La legittimità del rovesciamento delle eredità intellettuali è stata sistematicamente riflessa da Kant, ed è diventata una parte consolidata della storia della scienza come mezzo per navigare tra continuità, rotture e riconcettualizzazioni. Le Digital Humanities si basano su tale autocomprensione, disegnando una linea diretta tra le discipline umanistiche tradizionali, cercando di andare oltre la loro mera imitazione: i ricercatori di questo campo tendono a rappresentarsi come esempi rivoluzionari in opposizione alle generazioni precedenti. Ma opporsi a un’autorità richiede una chiara identificazione di quell’autorità e il lavoro di decostruzione teorica delle discipline delle scienze sociale e umanistiche (SSH), ha reso complesso, negli ultimi decenni, definire un’unica posizione autorevole che possa essere identificata come rappresentante dell’intera disciplina. Superare canoni disciplinare con l’aiuto dei metodi digitali ha trasformato alcune di queste forme di ribellione in un nuovo punto di partenza quasi standard per ottenere fondi di ricerca. In quale misura quindi possiamo ancora definire le Digital Humanities come un movimento rivoluzionario e quali sono le implicazioni che si possono riscontrare nella retorica rivoluzionaria proposta dal nostro campo di studi per rispondere alle domande della società che stiamo studiando?
La disciplina intera delle Digital Humanities – sia rivoluzionario o no – si sta evolvendo in contrasto al capitalismo digitale globale, il cosiddetto “eEmpire,” che è sostenuto da “a loose assemblage of relations characterized by… flexibility, functionality, mobility, programmability, and automation.” (Raley 2004). Sarebbe però ingenuo pensare che il nostro campo sia immune da problemi economici e tensioni ideologiche che caratterizzano il capitalismo dell’informazione. Sarebbe forse ancora più ingenuo pensare che si possa costruire e distribuire strumenti digitali che funzionano in uno spazio astratto all’interno della rete in maniera completamente indipendente dalla politica e dall’ideologia?

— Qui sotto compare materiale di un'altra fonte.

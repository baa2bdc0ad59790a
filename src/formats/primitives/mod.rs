//! Shared primitives for sample-tagged tab-delimited tables.
//!
//! This module provides the reusable infrastructure every table is built from:
//! - Column sets and the mandatory-column check ([`TableColumns`])
//! - Field parsing utilities
//! - Genomic types ([`GenomicInterval`], [`Locatable`])
//! - Header/comment handling ([`TableHeader`])
//! - Line-level reading and writing ([`TableReader`], [`TableWriter`])
//!
//! # Example: Reading a Table
//!
//! ```
//! use biotable::formats::primitives::{TableReader, Result};
//!
//! let data = "#SAMPLE_NAME=S1\nCONTIG\tSTART\tEND\nchr1\t100\t200\n";
//! let mut reader = TableReader::new(data.as_bytes())?;
//! assert_eq!(reader.header().sample_name()?, Some("S1"));
//!
//! let contigs: Vec<String> = reader
//!     .records(|line| Ok(line.get("CONTIG")?.to_string()))
//!     .collect::<Result<_>>()?;
//! assert_eq!(contigs, vec!["chr1"]);
//! # Ok::<(), Box<dyn std::error::Error>>(())
//! ```

use thiserror::Error;

pub mod columns;
pub mod fields;
pub mod genomic;
pub mod header;
pub mod tab_delimited;

// Re-exports
pub use columns::TableColumns;
pub use genomic::{GenomicInterval, Locatable};
pub use header::{TableHeader, COMMENT_PREFIX, SAMPLE_NAME_TAG};
pub use tab_delimited::{DataLine, Records, RowBuilder, TableReader, TableWriter};

/// Errors that can occur when parsing or writing tab-delimited tables.
#[derive(Debug, Error)]
pub enum FormatError {
    /// Invalid number of tab-delimited fields.
    #[error("Invalid number of fields: expected {expected}, got {actual} at line {line}")]
    FieldCount {
        /// Expected number of fields
        expected: usize,
        /// Actual number of fields found
        actual: usize,
        /// Line number where error occurred
        line: usize,
    },

    /// Invalid field value.
    #[error("Invalid field '{field}' at line {line}: {reason}")]
    InvalidField {
        /// Field name
        field: String,
        /// Line number where error occurred
        line: usize,
        /// Reason for invalidity
        reason: String,
    },

    /// A record asked for a column the header does not declare.
    #[error("Column '{column}' not present at line {line}")]
    MissingColumn {
        /// Column name
        column: String,
        /// Line number where error occurred
        line: usize,
    },

    /// Mandatory columns absent from a header.
    #[error("Missing mandatory columns: {}", .missing.join(", "))]
    MissingColumns {
        /// Missing column names, in declared order
        missing: Vec<String>,
    },

    /// A header declares the same column more than once.
    #[error("Duplicate column '{0}' in header")]
    DuplicateColumn(String),

    /// The input ended before a header line was found.
    #[error("No header line found")]
    MissingHeader,

    /// Malformed header or metadata comment.
    #[error("Invalid header: {0}")]
    InvalidHeader(String),

    /// Invalid genomic interval.
    #[error("Invalid genomic interval {contig}:{start}-{end} (requires 1 <= start <= end)")]
    InvalidInterval {
        /// Contig name
        contig: String,
        /// Start position
        start: u64,
        /// End position
        end: u64,
    },

    /// Contig name that cannot be carried in a data line.
    #[error("Invalid contig {0:?}: must be non-empty with no leading '#', tab or line break")]
    InvalidContig(String),

    /// Comment text that would not survive a round trip.
    #[error("Invalid comment: {0:?}")]
    InvalidComment(String),

    /// A row value that would not read back as written.
    #[error("Cannot write column '{column}': {reason}")]
    UnwritableValue {
        /// Column holding the value
        column: String,
        /// Why the value cannot be written
        reason: String,
    },

    /// I/O error.
    #[error("I/O error: {0}")]
    Io(#[from] std::io::Error),
}

/// Result type for format operations.
pub type Result<T> = std::result::Result<T, FormatError>;
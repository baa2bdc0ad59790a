//! Copy-ratio segments.

use super::{columns, decode_interval, encode_interval};
use crate::collection::{RecordCodec, TsvCollection};
use crate::formats::primitives::{
    DataLine, GenomicInterval, Locatable, Result, RowBuilder, TableColumns,
};

/// A segment: a run of intervals sharing one copy-number state.
#[derive(Debug, Clone, PartialEq)]
pub struct CopyRatioSegment {
    /// Span of the segment
    pub interval: GenomicInterval,
    /// Number of copy ratios the segment was built from
    pub num_points_copy_ratio: u32,
    /// Mean log2 copy ratio over those points
    pub mean_log2_copy_ratio: f64,
}

impl CopyRatioSegment {
    /// Create a new segment
    pub fn new(
        interval: GenomicInterval,
        num_points_copy_ratio: u32,
        mean_log2_copy_ratio: f64,
    ) -> Self {
        Self {
            interval,
            num_points_copy_ratio,
            mean_log2_copy_ratio,
        }
    }
}

impl Locatable for CopyRatioSegment {
    fn contig(&self) -> &str {
        &self.interval.contig
    }

    fn start(&self) -> u64 {
        self.interval.start
    }

    fn end(&self) -> u64 {
        self.interval.end
    }
}

/// Codec for `CONTIG, START, END, NUM_POINTS_COPY_RATIO, MEAN_LOG2_COPY_RATIO` tables.
#[derive(Debug, Clone)]
pub struct CopyRatioSegmentCodec {
    columns: TableColumns,
}

impl Default for CopyRatioSegmentCodec {
    fn default() -> Self {
        Self {
            columns: TableColumns::new([
                columns::CONTIG,
                columns::START,
                columns::END,
                columns::NUM_POINTS_COPY_RATIO,
                columns::MEAN_LOG2_COPY_RATIO,
            ]),
        }
    }
}

impl RecordCodec for CopyRatioSegmentCodec {
    type Record = CopyRatioSegment;

    fn columns(&self) -> &TableColumns {
        &self.columns
    }

    fn decode(&self, line: &DataLine<'_>) -> Result<CopyRatioSegment> {
        Ok(CopyRatioSegment {
            interval: decode_interval(line)?,
            num_points_copy_ratio: line.parse(columns::NUM_POINTS_COPY_RATIO)?,
            mean_log2_copy_ratio: line.parse(columns::MEAN_LOG2_COPY_RATIO)?,
        })
    }

    fn encode(&self, record: &CopyRatioSegment, row: &mut RowBuilder<'_>) {
        encode_interval(&record.interval, row);
        row.set(columns::NUM_POINTS_COPY_RATIO, record.num_points_copy_ratio)
            .set(columns::MEAN_LOG2_COPY_RATIO, record.mean_log2_copy_ratio);
    }
}

/// A sample's copy-ratio segments.
pub type CopyRatioSegmentCollection = TsvCollection<CopyRatioSegmentCodec>;

#[cfg(test)]
mod tests {
    use super::*;
    use crate::{BiotableError, TsvOptions};

    fn load(data: &str) -> crate::Result<CopyRatioSegmentCollection> {
        CopyRatioSegmentCollection::from_reader(
            data.as_bytes(),
            CopyRatioSegmentCodec::default(),
            &TsvOptions::default(),
        )
    }

    #[test]
    fn test_load_segments() {
        let collection = load(
            "#SAMPLE_NAME=tumor\n\
             CONTIG\tSTART\tEND\tNUM_POINTS_COPY_RATIO\tMEAN_LOG2_COPY_RATIO\n\
             chr1\t1\t5000\t50\t0.03\n\
             chr1\t5001\t9000\t12\t-1.1\n",
        )
        .unwrap();

        assert_eq!(collection.len(), 2);
        assert_eq!(collection.records()[0].num_points_copy_ratio, 50);
        assert_eq!(collection.records()[1].mean_log2_copy_ratio, -1.1);
        assert_eq!(collection.intervals()[1].to_string(), "chr1:5001-9000");
    }

    #[test]
    fn test_negative_point_count_is_decode_failure() {
        let result = load(
            "#SAMPLE_NAME=tumor\n\
             CONTIG\tSTART\tEND\tNUM_POINTS_COPY_RATIO\tMEAN_LOG2_COPY_RATIO\n\
             chr1\t1\t5000\t-3\t0.03\n",
        );
        assert!(matches!(result, Err(BiotableError::RecordDecodeFailure { line: 3, .. })));
    }

    #[test]
    fn test_missing_segment_columns() {
        let result = load("#SAMPLE_NAME=tumor\nCONTIG\tSTART\tEND\n");
        match result {
            Err(BiotableError::SchemaViolation { missing }) => {
                assert_eq!(missing, vec!["NUM_POINTS_COPY_RATIO", "MEAN_LOG2_COPY_RATIO"]);
            }
            other => panic!("Expected SchemaViolation, got {:?}", other),
        }
    }
}
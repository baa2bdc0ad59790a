//! Field splitting and parsing utilities.

use crate::formats::primitives::{FormatError, Result};
use std::fmt::Display;
use std::str::FromStr;

/// Splits a line on tabs, optionally checking the field count.
///
/// # Examples
///
/// ```
/// use biotable::formats::primitives::fields::split_fields;
///
/// let fields = split_fields("chr1\t100\t200", Some(3), 1)?;
/// assert_eq!(fields, vec!["chr1", "100", "200"]);
///
/// assert!(split_fields("chr1\t100", Some(3), 1).is_err());
/// # Ok::<(), Box<dyn std::error::Error>>(())
/// ```
pub fn split_fields(line: &str, expected: Option<usize>, line_number: usize) -> Result<Vec<&str>> {
    let fields: Vec<&str> = line.split('\t').collect();
    if let Some(expected) = expected {
        if fields.len() != expected {
            return Err(FormatError::FieldCount {
                expected,
                actual: fields.len(),
                line: line_number,
            });
        }
    }
    Ok(fields)
}

/// Parses a required field value.
///
/// Empty values are rejected before `FromStr` sees them.
pub fn parse_required<T>(value: &str, field: &str, line_number: usize) -> Result<T>
where
    T: FromStr,
    T::Err: Display,
{
    if value.is_empty() {
        return Err(FormatError::InvalidField {
            field: field.to_string(),
            line: line_number,
            reason: "empty value".to_string(),
        });
    }

    value.parse().map_err(|e: T::Err| FormatError::InvalidField {
        field: field.to_string(),
        line: line_number,
        reason: format!("{} ({:?})", e, value),
    })
}
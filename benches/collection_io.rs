//! Benchmarks for loading and storing copy-ratio collections
//!
//! Measures the two halves of a round trip across collection sizes:
//! - load: header parse, schema check, per-line decode
//! - store: per-record encode and write, plain and gzip
//!
//! Run with: cargo bench --bench collection_io

use biotable::records::{CopyRatio, CopyRatioCodec, CopyRatioCollection};
use biotable::{GenomicInterval, TsvOptions};
use criterion::{black_box, criterion_group, criterion_main, BenchmarkId, Criterion, Throughput};
use tempfile::TempDir;

const SIZES: [usize; 3] = [1_000, 10_000, 100_000];

/// Generate evenly spaced 1 kb bins over a few contigs
fn generate_collection(n: usize) -> CopyRatioCollection {
    let records = (0..n)
        .map(|i| {
            let contig = format!("chr{}", i % 22 + 1);
            let start = (i as u64 / 22) * 1_000 + 1;
            let interval = GenomicInterval::new(contig, start, start + 999).unwrap();
            CopyRatio::new(interval, ((i % 200) as f64 - 100.0) / 50.0)
        })
        .collect();

    CopyRatioCollection::new("bench_sample", records, CopyRatioCodec::default()).unwrap()
}

/// Benchmark decoding an in-memory table
fn bench_load(c: &mut Criterion) {
    let mut group = c.benchmark_group("load");

    for size in SIZES.iter() {
        let mut table = Vec::new();
        generate_collection(*size).write_to(&mut table).unwrap();

        group.throughput(Throughput::Bytes(table.len() as u64));
        group.bench_with_input(BenchmarkId::from_parameter(size), size, |b, _| {
            b.iter(|| {
                CopyRatioCollection::from_reader(
                    black_box(table.as_slice()),
                    CopyRatioCodec::default(),
                    &TsvOptions::default(),
                )
                .unwrap()
            })
        });
    }

    group.finish();
}

/// Benchmark encoding to an in-memory buffer
fn bench_store(c: &mut Criterion) {
    let mut group = c.benchmark_group("store");

    for size in SIZES.iter() {
        let collection = generate_collection(*size);

        group.throughput(Throughput::Elements(*size as u64));
        group.bench_with_input(BenchmarkId::from_parameter(size), size, |b, _| {
            b.iter(|| {
                let mut out = Vec::new();
                black_box(&collection).write_to(&mut out).unwrap();
                out
            })
        });
    }

    group.finish();
}

/// Benchmark file round trips, plain vs gzip
fn bench_file_round_trip(c: &mut Criterion) {
    let mut group = c.benchmark_group("file_round_trip");
    group.sample_size(20);

    let dir = TempDir::new().unwrap();
    let collection = generate_collection(10_000);

    for name in ["bins.tsv", "bins.tsv.gz"] {
        let path = dir.path().join(name);

        group.bench_function(name, |b| {
            b.iter(|| {
                collection.write(&path).unwrap();
                CopyRatioCollection::from_path(&path, CopyRatioCodec::default()).unwrap()
            })
        });
    }

    group.finish();
}

criterion_group!(benches, bench_load, bench_store, bench_file_round_trip);
criterion_main!(benches);
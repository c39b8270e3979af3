//! Border and spacing shorthands.

use crate::units::to_px;
use crate::value::{StyleFragment, StyleValue};

/// Axis shorthands and the two directional keys each one expands to.
pub const AXIS_SHORTHANDS: &[(&str, [&str; 2])] = &[
    ("marginHorizontal", ["marginLeft", "marginRight"]),
    ("marginVertical", ["marginTop", "marginBottom"]),
    ("paddingHorizontal", ["paddingLeft", "paddingRight"]),
    ("paddingVertical", ["paddingTop", "paddingBottom"]),
];

/// Edge-specific border width keys and the style key each one enables.
pub const EDGE_BORDERS: &[(&str, &str)] = &[
    ("borderTopWidth", "borderTopStyle"),
    ("borderBottomWidth", "borderBottomStyle"),
    ("borderLeftWidth", "borderLeftStyle"),
    ("borderRightWidth", "borderRightStyle"),
];

const BORDER_WIDTH: &str = "borderWidth";
const BORDER_STYLE: &str = "borderStyle";
const SOLID: &str = "solid";

/// Turns on solid per-edge border styles for every edge width present.
///
/// The generic `borderStyle` is cleared to `null` so it does not override
/// the per-edge styles on the web side.
pub fn apply_edge_borders(mut style: StyleFragment) -> StyleFragment {
    for (width, edge_style) in EDGE_BORDERS {
        if style.contains_key(width) {
            style.insert(BORDER_STYLE, StyleValue::Null);
            style.insert(edge_style, SOLID);
        }
    }
    style
}

/// Applies the generic border style and expands axis shorthands.
///
/// - `borderWidth` present: `borderStyle` becomes `"solid"`
/// - `marginHorizontal` etc. present: both directional keys get the
///   pixel-formatted shorthand value
///
/// Presence is checked by key, so a shorthand of `0` still expands.
pub fn apply_box_shorthands(mut style: StyleFragment) -> StyleFragment {
    if style.contains_key(BORDER_WIDTH) {
        style.insert(BORDER_STYLE, SOLID);
    }

    for (shorthand, [first, second]) in AXIS_SHORTHANDS {
        let Some(value) = style.get(shorthand).map(to_px) else {
            continue;
        };
        style.insert(first, value.clone());
        style.insert(second, value);
    }
    style
}
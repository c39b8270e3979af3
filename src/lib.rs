//! # Stylebridge - Native Style Declarations for the Web
//!
//! `stylebridge` converts component styles written against a mobile UI
//! framework's style properties into plain CSS-in-JS maps that a web
//! renderer can apply directly to an element's inline style, so the same
//! declarations render consistently on both sides.
//!
//! ## Quick Start
//!
//! ```rust
//! use stylebridge::{resolve_style, StyleFragment, StyleInput};
//!
//! let card = StyleFragment::new()
//!     .with("paddingHorizontal", 16)
//!     .with("borderWidth", 1)
//!     .with("backgroundColor", "#ff000080");
//! let highlighted = StyleFragment::new().with("flexDirection", "row");
//!
//! let style = resolve_style(&StyleInput::List(vec![card, highlighted]));
//!
//! assert_eq!(style.get("paddingLeft"), Some(&"16px".into()));
//! assert_eq!(style.get("borderStyle"), Some(&"solid".into()));
//! assert_eq!(style.get("backgroundColor"), Some(&"rgba(255,0,0,128)".into()));
//! assert_eq!(style.get("flexDirection"), Some(&"row".into()));
//! ```
//!
//! ## What Gets Translated
//!
//! | Native declaration | Web result |
//! |--------------------|------------|
//! | `marginHorizontal` / `marginVertical` | `marginLeft`+`marginRight` / `marginTop`+`marginBottom` in `px` |
//! | `paddingHorizontal` / `paddingVertical` | the padding equivalents |
//! | no `display` | `display: flex` (or `-webkit-flex`), `flexDirection: column` |
//! | no `position` | `position: relative` |
//! | anything | `boxSizing: border-box` |
//! | `borderWidth` | `borderStyle: solid` |
//! | `borderTopWidth` etc. | `borderTopStyle: solid` etc. |
//! | `lineHeight: 20` | `lineHeight: "20px"` |
//! | `height: 0.5` | `height: "1px"` |
//! | `colors: [..]` without `color` | `color` = first entry (also for border/background colors) |
//! | `#RRGGBBAA` colors | `rgba(r,g,b,a)` |
//! | `transform: [{..}, ..]` | CSS transform string |
//! | animation references | start value, with the property bound on the animation |
//!
//! ## Animations
//!
//! Style values may hold references to externally owned [`Animation`]s or
//! [`AnimationSet`]s. The adapter renders their start value and calls the
//! registration method with the property (or transform function) name, so
//! the animation engine knows what to drive.
//!
//! ## Configuration
//!
//! [`AdapterOptions`] pins the flexbox keyword and the rgba notation. Without
//! a pinned keyword the process-wide detector set with [`set_flex_detector`]
//! decides. Options and style input can be loaded from JSON or YAML.
//!
//! ## Logging
//!
//! The crate emits [`tracing`] events (`trace` per pass, `debug` for rewrites,
//! `warn` for malformed transforms). Install a subscriber to see them.

pub mod animation;
pub mod color;
pub mod env;
pub mod rules;
pub mod transform;

mod adapter;
mod error;
mod normalize;
mod options;
mod units;
mod value;

pub use adapter::{resolve_style, StyleAdapter};
pub use animation::{
    Animation, AnimationRef, AnimationSet, AnimationSetChild, AnimationSetRef, Binding,
    StaticAnimation, StaticAnimationSet,
};
pub use color::{hex_to_rgba, RgbaNotation};
pub use env::{detect_flex_support, set_flex_detector, FlexSupport};
pub use error::StyleError;
pub use normalize::{IdentityNormalizer, ValueNormalizer};
pub use options::AdapterOptions;
pub use transform::{resolve_transform, ResolvedTransform};
pub use units::{format_number, is_numeric, to_px};
pub use value::{ResolvedStyle, StyleFragment, StyleInput, StyleValue};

Questo tipo di domande abbracciano il lavoro di autodefinizione che ha caratterizzato la disciplina sin dalla sua nascita. Al di là di questa riflessione, vorremmo invitare la comunità DH a indagare la pluralità delle “Rivoluzioni.” Quali rivoluzioni, se ce ne sono, sono ancora possibili all’interno delle Digital Humanities? Perché e come potrebbero queste rivoluzioni portare avanti la comunità DH? Quali punti ciechi ci ostacolano nella realizzazione di una rivoluzione completa? Quali forme di azione individuale o collaborativa potrebbero essere immaginate per concretizzare il pensiero rivoluzionario nelle Digital Humanities? La crisi climatica richiede un atto di rivoluzione, e se sì, di che tipo?